Collected data:

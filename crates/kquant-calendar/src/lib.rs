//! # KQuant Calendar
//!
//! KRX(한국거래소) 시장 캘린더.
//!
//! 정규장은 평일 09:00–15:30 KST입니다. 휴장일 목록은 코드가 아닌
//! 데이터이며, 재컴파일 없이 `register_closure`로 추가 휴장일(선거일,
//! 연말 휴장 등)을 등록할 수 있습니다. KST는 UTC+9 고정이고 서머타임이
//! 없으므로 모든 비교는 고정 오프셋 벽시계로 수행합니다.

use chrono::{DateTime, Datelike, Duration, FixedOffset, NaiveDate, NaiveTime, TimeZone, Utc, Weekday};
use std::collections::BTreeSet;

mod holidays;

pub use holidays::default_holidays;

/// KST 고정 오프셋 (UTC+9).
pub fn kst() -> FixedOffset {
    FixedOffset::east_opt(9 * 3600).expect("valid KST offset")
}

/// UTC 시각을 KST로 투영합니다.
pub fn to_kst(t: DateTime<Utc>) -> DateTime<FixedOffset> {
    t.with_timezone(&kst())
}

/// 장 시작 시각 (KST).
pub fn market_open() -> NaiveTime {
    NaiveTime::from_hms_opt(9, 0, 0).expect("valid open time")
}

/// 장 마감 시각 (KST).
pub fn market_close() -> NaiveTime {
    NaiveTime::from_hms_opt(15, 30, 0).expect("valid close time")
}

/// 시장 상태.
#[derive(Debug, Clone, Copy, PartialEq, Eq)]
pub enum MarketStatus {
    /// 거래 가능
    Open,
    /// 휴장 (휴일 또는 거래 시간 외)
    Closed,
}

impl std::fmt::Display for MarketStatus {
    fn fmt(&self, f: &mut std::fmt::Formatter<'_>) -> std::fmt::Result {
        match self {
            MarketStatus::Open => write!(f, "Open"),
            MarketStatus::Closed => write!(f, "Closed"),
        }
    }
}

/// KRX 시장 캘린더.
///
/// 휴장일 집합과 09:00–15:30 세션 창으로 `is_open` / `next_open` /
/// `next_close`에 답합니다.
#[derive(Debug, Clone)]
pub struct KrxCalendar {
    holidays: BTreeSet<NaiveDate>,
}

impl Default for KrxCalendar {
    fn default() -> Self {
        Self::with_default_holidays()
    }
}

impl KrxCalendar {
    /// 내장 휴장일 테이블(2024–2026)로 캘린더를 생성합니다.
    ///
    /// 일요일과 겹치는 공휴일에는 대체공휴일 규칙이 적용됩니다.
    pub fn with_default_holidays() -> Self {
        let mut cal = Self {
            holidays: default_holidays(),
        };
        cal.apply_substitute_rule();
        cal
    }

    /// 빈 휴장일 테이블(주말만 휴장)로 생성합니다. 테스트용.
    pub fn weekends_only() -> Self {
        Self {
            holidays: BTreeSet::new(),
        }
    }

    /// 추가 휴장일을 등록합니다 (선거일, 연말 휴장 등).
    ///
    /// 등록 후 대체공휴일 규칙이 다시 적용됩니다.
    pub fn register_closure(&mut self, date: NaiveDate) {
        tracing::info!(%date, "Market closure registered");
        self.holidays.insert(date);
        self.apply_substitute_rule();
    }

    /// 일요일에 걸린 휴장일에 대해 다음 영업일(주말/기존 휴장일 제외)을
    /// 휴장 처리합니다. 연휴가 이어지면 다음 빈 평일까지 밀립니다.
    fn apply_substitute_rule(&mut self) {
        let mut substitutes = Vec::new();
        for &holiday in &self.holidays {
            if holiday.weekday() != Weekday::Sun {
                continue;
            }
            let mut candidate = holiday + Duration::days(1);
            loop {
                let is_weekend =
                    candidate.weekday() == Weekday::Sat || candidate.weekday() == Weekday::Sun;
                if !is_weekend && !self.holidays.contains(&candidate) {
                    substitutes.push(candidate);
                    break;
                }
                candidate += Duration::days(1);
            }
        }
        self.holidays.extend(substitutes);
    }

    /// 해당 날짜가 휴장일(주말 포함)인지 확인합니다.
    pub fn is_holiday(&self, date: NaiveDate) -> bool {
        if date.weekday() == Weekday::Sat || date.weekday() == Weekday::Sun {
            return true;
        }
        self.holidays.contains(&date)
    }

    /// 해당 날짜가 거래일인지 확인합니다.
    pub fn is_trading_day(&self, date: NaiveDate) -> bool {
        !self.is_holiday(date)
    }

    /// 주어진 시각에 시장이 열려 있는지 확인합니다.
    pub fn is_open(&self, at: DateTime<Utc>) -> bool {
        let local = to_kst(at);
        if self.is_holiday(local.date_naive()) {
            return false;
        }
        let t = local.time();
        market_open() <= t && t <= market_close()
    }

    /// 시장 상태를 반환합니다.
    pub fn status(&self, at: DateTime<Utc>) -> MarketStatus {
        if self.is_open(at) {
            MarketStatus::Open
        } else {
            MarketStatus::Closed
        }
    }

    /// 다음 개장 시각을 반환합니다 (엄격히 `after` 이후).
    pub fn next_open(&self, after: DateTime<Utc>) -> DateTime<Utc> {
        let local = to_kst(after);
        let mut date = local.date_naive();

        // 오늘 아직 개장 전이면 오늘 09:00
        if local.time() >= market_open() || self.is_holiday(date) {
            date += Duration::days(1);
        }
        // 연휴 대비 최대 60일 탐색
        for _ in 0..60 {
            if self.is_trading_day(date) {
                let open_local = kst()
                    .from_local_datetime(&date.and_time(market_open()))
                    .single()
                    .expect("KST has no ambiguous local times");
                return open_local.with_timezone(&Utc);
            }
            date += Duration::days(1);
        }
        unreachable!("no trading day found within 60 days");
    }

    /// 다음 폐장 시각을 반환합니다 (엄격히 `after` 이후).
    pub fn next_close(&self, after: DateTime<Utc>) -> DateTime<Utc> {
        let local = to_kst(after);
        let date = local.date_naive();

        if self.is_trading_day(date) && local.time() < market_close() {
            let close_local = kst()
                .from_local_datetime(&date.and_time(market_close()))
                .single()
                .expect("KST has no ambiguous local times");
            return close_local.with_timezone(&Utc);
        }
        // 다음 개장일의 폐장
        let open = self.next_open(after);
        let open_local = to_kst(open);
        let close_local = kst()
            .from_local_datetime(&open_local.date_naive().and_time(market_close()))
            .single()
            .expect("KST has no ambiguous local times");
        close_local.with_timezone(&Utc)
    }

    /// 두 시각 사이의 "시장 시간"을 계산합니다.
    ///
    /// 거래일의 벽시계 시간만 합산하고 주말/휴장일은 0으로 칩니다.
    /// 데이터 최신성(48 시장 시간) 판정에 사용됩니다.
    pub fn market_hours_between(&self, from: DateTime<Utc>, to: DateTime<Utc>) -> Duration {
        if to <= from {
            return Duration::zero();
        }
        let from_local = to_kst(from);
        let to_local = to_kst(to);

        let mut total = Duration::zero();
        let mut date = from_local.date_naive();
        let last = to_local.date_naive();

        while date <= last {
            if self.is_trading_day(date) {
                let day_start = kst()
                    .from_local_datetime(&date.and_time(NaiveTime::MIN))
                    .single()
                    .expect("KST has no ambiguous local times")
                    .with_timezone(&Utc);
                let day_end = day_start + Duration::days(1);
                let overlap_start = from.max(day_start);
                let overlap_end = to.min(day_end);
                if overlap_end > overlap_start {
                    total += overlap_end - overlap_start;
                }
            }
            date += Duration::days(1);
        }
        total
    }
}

**Task instructions**
Keeping every word as it is, repeat all of the records.

**Output of the exercise**
filename crates/kquant-calendar/src/lib.rs
//! # KQuant Calendar
//!
//! KRX(한국거래소) 시장 캘린더.
//!
//! 정규장은 평일 09:00–15:30 KST입니다. 휴장일 목록은 코드가 아닌
//! 데이터이며, 재컴파일 없이 `register_closure`로 추가 휴장일(선거일,
//! 연말 휴장 등)을 등록할 수 있습니다. KST는 UTC+9 고정이고 서머타임이
//! 없으므로 모든 비교는 고정 오프셋 벽시계로 수행합니다.

use chrono::{DateTime, Datelike, Duration, FixedOffset, NaiveDate, NaiveTime, TimeZone, Utc, Weekday};
use std::collections::BTreeSet;

mod holidays;

pub use holidays::default_holidays;

/// KST 고정 오프셋 (UTC+9).
pub fn kst() -> FixedOffset {
    FixedOffset::east_opt(9 * 3600).expect("valid KST offset")
}

/// UTC 시각을 KST로 투영합니다.
pub fn to_kst(t: DateTime<Utc>) -> DateTime<FixedOffset> {
    t.with_timezone(&kst())
}

/// 장 시작 시각 (KST).
pub fn market_open() -> NaiveTime {
    NaiveTime::from_hms_opt(9, 0, 0).expect("valid open time")
}

/// 장 마감 시각 (KST).
pub fn market_close() -> NaiveTime {
    NaiveTime::from_hms_opt(15, 30, 0).expect("valid close time")
}

/// 시장 상태.
#[derive(Debug, Clone, Copy, PartialEq, Eq)]
pub enum MarketStatus {
    /// 거래 가능
    Open,
    /// 휴장 (휴일 또는 거래 시간 외)
    Closed,
}

impl std::fmt::Display for MarketStatus {
    fn fmt(&self, f: &mut std::fmt::Formatter<'_>) -> std::fmt::Result {
        match self {
            MarketStatus::Open => write!(f, "Open"),
            MarketStatus::Closed => write!(f, "Closed"),
        }
    }
}

/// KRX 시장 캘린더.
///
/// 휴장일 집합과 09:00–15:30 세션 창으로 `is_open` / `next_open` /
/// `next_close`에 답합니다.
#[derive(Debug, Clone)]
pub struct KrxCalendar {
    holidays: BTreeSet<NaiveDate>,
}

impl Default for KrxCalendar {
    fn default() -> Self {
        Self::with_default_holidays()
    }
}

impl KrxCalendar {
    /// 내장 휴장일 테이블(2024–2026)로 캘린더를 생성합니다.
    ///
    /// 일요일과 겹치는 공휴일에는 대체공휴일 규칙이 적용됩니다.
    pub fn with_default_holidays() -> Self {
        let mut cal = Self {
            holidays: default_holidays(),
        };
        cal.apply_substitute_rule();
        cal
    }

    /// 빈 휴장일 테이블(주말만 휴장)로 생성합니다. 테스트용.
    pub fn weekends_only() -> Self {
        Self {
            holidays: BTreeSet::new(),
        }
    }

    /// 추가 휴장일을 등록합니다 (선거일, 연말 휴장 등).
    ///
    /// 등록 후 대체공휴일 규칙이 다시 적용됩니다.
    pub fn register_closure(&mut self, date: NaiveDate) {
        tracing::info!(%date, "Market closure registered");
        self.holidays.insert(date);
        self.apply_substitute_rule();
    }

    /// 일요일에 걸린 휴장일에 대해 다음 영업일(주말/기존 휴장일 제외)을
    /// 휴장 처리합니다. 연휴가 이어지면 다음 빈 평일까지 밀립니다.
    fn apply_substitute_rule(&mut self) {
        let mut substitutes = Vec::new();
        for &holiday in &self.holidays {
            if holiday.weekday() != Weekday::Sun {
                continue;
            }
            let mut candidate = holiday + Duration::days(1);
            loop {
                let is_weekend =
                    candidate.weekday() == Weekday::Sat || candidate.weekday() == Weekday::Sun;
                if !is_weekend && !self.holidays.contains(&candidate) {
                    substitutes.push(candidate);
                    break;
                }
                candidate += Duration::days(1);
            }
        }
        self.holidays.extend(substitutes);
    }

    /// 해당 날짜가 휴장일(주말 포함)인지 확인합니다.
    pub fn is_holiday(&self, date: NaiveDate) -> bool {
        if date.weekday() == Weekday::Sat || date.weekday() == Weekday::Sun {
            return true;
        }
        self.holidays.contains(&date)
    }

    /// 해당 날짜가 거래일인지 확인합니다.
    pub fn is_trading_day(&self, date: NaiveDate) -> bool {
        !self.is_holiday(date)
    }

    /// 주어진 시각에 시장이 열려 있는지 확인합니다.
    pub fn is_open(&self, at: DateTime<Utc>) -> bool {
        let local = to_kst(at);
        if self.is_holiday(local.date_naive()) {
            return false;
        }
        let t = local.time();
        market_open() <= t && t <= market_close()
    }

    /// 시장 상태를 반환합니다.
    pub fn status(&self, at: DateTime<Utc>) -> MarketStatus {
        if self.is_open(at) {
            MarketStatus::Open
        } else {
            MarketStatus::Closed
        }
    }

    /// 다음 개장 시각을 반환합니다 (엄격히 `after` 이후).
    pub fn next_open(&self, after: DateTime<Utc>) -> DateTime<Utc> {
        let local = to_kst(after);
        let mut date = local.date_naive();

        // 오늘 아직 개장 전이면 오늘 09:00
        if local.time() >= market_open() || self.is_holiday(date) {
            date += Duration::days(1);
        }
        // 연휴 대비 최대 60일 탐색
        for _ in 0..60 {
            if self.is_trading_day(date) {
                let open_local = kst()
                    .from_local_datetime(&date.and_time(market_open()))
                    .single()
                    .expect("KST has no ambiguous local times");
                return open_local.with_timezone(&Utc);
            }
            date += Duration::days(1);
        }
        unreachable!("no trading day found within 60 days");
    }

    /// 다음 폐장 시각을 반환합니다 (엄격히 `after` 이후).
    pub fn next_close(&self, after: DateTime<Utc>) -> DateTime<Utc> {
        let local = to_kst(after);
        let date = local.date_naive();

        if self.is_trading_day(date) && local.time() < market_close() {
            let close_local = kst()
                .from_local_datetime(&date.and_time(market_close()))
                .single()
                .expect("KST has no ambiguous local times");
            return close_local.with_timezone(&Utc);
        }
        // 다음 개장일의 폐장
        let open = self.next_open(after);
        let open_local = to_kst(open);
        let close_local = kst()
            .from_local_datetime(&open_local.date_naive().and_time(market_close()))
            .single()
            .expect("KST has no ambiguous local times");
        close_local.with_timezone(&Utc)
    }

    /// 두 시각 사이의 "시장 시간"을 계산합니다.
    ///
    /// 거래일의 벽시계 시간만 합산하고 주말/휴장일은 0으로 칩니다.
    /// 데이터 최신성(48 시장 시간) 판정에 사용됩니다.
    pub fn market_hours_between(&self, from: DateTime<Utc>, to: DateTime<Utc>) -> Duration {
        if to <= from {
            return Duration::zero();
        }
        let from_local = to_kst(from);
        let to_local = to_kst(to);

        let mut total = Duration::zero();
        let mut date = from_local.date_naive();
        let last = to_local.date_naive();

        while date <= last {
            if self.is_trading_day(date) {
                let day_start = kst()
                    .from_local_datetime(&date.and_time(NaiveTime::MIN))
                    .single()
                    .expect("KST has no ambiguous local times")
                    .with_timezone(&Utc);
                let day_end = day_start + Duration::days(1);
                let overlap_start = from.max(day_start);
                let overlap_end = to.min(day_end);
                if overlap_end > overlap_start {
                    total += overlap_end - overlap_start;
                }
            }
            date += Duration::days(1);
        }
        total
    }
}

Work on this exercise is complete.